## TASK DETAILS
Look below for the line that has "happens on the". Set down the lines from there through the line that has "use tracing::debug;", exactly as written.
━━━━━━━━━━
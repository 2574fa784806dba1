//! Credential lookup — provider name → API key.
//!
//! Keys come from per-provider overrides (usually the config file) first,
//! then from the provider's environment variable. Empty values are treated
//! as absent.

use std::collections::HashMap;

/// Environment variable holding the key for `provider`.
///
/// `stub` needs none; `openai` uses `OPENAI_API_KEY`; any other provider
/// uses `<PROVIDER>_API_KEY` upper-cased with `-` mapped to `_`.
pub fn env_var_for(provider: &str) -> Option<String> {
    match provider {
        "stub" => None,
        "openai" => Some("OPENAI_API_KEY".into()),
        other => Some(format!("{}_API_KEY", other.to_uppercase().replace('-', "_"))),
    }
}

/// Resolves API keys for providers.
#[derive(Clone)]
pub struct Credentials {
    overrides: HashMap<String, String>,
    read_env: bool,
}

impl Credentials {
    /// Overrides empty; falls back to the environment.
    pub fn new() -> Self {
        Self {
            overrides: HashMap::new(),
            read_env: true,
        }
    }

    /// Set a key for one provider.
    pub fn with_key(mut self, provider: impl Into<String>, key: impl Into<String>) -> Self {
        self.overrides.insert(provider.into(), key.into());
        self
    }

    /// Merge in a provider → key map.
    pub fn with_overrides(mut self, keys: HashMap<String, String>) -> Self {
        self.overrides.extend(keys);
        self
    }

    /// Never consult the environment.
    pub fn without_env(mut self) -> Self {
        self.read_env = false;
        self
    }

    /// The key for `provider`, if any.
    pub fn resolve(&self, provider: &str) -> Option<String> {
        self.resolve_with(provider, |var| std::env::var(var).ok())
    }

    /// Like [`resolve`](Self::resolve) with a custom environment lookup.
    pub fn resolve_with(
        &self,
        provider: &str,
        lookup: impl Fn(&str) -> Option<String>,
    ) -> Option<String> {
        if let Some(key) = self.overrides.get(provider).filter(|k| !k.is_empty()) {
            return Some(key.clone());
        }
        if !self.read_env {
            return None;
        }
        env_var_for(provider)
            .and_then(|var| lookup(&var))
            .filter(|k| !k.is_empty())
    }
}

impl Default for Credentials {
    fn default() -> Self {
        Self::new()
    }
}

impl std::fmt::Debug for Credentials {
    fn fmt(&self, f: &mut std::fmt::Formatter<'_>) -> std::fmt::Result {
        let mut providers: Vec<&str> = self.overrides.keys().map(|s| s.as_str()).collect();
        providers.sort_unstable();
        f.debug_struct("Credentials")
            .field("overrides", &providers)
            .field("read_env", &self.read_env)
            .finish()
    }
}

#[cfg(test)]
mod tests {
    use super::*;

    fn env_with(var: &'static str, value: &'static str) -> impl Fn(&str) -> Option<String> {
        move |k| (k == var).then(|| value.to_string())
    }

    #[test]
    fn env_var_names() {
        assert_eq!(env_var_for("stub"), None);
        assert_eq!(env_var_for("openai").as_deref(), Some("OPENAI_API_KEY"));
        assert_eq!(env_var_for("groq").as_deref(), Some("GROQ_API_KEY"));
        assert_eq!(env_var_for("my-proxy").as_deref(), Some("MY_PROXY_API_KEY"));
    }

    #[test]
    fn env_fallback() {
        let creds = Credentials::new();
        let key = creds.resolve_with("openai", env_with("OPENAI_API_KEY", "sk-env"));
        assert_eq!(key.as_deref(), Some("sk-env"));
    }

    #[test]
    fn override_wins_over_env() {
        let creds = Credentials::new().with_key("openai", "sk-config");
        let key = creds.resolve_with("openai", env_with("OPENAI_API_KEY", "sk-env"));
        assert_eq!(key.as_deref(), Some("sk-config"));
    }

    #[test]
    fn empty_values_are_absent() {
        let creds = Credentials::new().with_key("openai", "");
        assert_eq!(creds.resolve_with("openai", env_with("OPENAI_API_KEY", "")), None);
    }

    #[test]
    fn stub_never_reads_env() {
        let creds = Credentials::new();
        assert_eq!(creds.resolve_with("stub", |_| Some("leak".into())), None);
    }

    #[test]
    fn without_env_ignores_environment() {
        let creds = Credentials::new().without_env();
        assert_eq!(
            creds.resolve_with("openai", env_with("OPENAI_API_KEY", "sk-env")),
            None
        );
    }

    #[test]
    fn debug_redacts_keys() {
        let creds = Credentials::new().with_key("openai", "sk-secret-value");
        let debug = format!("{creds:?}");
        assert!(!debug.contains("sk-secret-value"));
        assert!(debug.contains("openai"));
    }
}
━━━━━━━━━━
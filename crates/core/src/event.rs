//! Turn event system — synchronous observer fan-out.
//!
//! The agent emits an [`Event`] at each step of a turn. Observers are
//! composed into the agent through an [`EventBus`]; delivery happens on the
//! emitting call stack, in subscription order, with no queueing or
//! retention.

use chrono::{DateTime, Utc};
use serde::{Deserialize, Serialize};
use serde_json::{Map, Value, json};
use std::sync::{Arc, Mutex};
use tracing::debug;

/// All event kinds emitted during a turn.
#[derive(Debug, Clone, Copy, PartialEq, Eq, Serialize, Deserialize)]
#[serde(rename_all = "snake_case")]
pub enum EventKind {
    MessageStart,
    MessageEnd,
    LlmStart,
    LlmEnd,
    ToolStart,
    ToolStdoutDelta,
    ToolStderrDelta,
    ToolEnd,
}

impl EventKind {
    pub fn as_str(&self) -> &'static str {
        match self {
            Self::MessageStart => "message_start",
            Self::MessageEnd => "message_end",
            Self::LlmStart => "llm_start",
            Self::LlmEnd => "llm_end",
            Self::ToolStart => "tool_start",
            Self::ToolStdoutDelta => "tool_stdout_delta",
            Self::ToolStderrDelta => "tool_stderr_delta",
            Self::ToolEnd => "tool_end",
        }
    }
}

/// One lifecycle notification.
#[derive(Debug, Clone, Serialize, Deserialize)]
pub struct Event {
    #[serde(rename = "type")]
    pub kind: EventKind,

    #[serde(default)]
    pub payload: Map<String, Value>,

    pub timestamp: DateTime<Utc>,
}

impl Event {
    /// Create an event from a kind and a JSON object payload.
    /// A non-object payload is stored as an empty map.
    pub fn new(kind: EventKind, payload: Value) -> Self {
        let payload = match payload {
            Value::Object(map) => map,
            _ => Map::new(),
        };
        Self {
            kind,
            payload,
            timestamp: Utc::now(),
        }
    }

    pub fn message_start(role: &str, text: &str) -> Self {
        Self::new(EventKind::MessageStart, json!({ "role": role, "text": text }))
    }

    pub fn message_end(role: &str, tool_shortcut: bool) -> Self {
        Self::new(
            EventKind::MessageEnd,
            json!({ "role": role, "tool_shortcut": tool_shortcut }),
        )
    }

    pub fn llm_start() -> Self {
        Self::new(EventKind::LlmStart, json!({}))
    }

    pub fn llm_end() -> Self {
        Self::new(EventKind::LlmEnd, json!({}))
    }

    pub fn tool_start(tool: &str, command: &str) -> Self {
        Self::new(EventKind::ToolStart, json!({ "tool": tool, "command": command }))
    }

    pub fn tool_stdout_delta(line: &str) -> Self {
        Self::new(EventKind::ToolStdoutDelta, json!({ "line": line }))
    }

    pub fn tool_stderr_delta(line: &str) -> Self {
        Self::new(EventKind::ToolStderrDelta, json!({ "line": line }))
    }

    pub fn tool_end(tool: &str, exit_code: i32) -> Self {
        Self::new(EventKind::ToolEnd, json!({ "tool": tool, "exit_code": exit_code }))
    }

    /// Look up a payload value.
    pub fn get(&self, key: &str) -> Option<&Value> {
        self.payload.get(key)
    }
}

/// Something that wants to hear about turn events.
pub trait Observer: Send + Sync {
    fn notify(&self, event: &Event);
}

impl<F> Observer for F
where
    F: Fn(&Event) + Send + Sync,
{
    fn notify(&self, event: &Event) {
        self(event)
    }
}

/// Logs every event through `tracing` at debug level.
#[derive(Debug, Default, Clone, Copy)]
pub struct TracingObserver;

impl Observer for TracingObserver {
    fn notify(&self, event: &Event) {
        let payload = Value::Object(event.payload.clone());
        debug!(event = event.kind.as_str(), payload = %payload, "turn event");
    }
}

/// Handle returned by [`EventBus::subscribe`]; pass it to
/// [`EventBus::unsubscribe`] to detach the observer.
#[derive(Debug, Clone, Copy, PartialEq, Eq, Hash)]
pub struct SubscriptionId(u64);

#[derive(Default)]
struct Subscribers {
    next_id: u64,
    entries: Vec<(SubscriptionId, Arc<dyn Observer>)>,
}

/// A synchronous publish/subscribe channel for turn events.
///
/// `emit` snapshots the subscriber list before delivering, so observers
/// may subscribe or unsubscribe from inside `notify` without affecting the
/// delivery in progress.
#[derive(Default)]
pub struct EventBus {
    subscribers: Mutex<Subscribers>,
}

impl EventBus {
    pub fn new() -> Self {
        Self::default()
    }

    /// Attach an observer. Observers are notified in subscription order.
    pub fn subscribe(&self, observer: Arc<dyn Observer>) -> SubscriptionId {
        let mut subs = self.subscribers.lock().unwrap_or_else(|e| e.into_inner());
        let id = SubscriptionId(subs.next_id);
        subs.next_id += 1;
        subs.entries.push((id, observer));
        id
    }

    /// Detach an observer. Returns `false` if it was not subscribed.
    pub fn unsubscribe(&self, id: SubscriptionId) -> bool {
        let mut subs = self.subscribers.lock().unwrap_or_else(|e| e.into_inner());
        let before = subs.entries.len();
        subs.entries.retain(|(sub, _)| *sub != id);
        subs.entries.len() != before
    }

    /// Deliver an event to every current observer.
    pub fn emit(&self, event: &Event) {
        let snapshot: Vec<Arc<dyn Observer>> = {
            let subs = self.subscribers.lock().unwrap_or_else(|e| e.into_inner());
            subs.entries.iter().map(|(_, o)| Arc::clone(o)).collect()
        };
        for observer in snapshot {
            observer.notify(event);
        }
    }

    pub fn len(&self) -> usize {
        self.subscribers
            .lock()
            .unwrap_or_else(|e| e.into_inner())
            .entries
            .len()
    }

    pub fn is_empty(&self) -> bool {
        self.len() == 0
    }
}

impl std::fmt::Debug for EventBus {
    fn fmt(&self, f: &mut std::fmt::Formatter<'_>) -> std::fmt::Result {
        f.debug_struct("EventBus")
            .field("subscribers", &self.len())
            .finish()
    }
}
━━━━━━━━━━
## SOLUTION TO THIS PROBLEM
//! composed into the agent through an [`EventBus`]; delivery happens on the
//! emitting call stack, in subscription order, with no queueing or
//! retention.

use chrono::{DateTime, Utc};
use serde::{Deserialize, Serialize};
use serde_json::{Map, Value, json};
use std::sync::{Arc, Mutex};
use tracing::debug;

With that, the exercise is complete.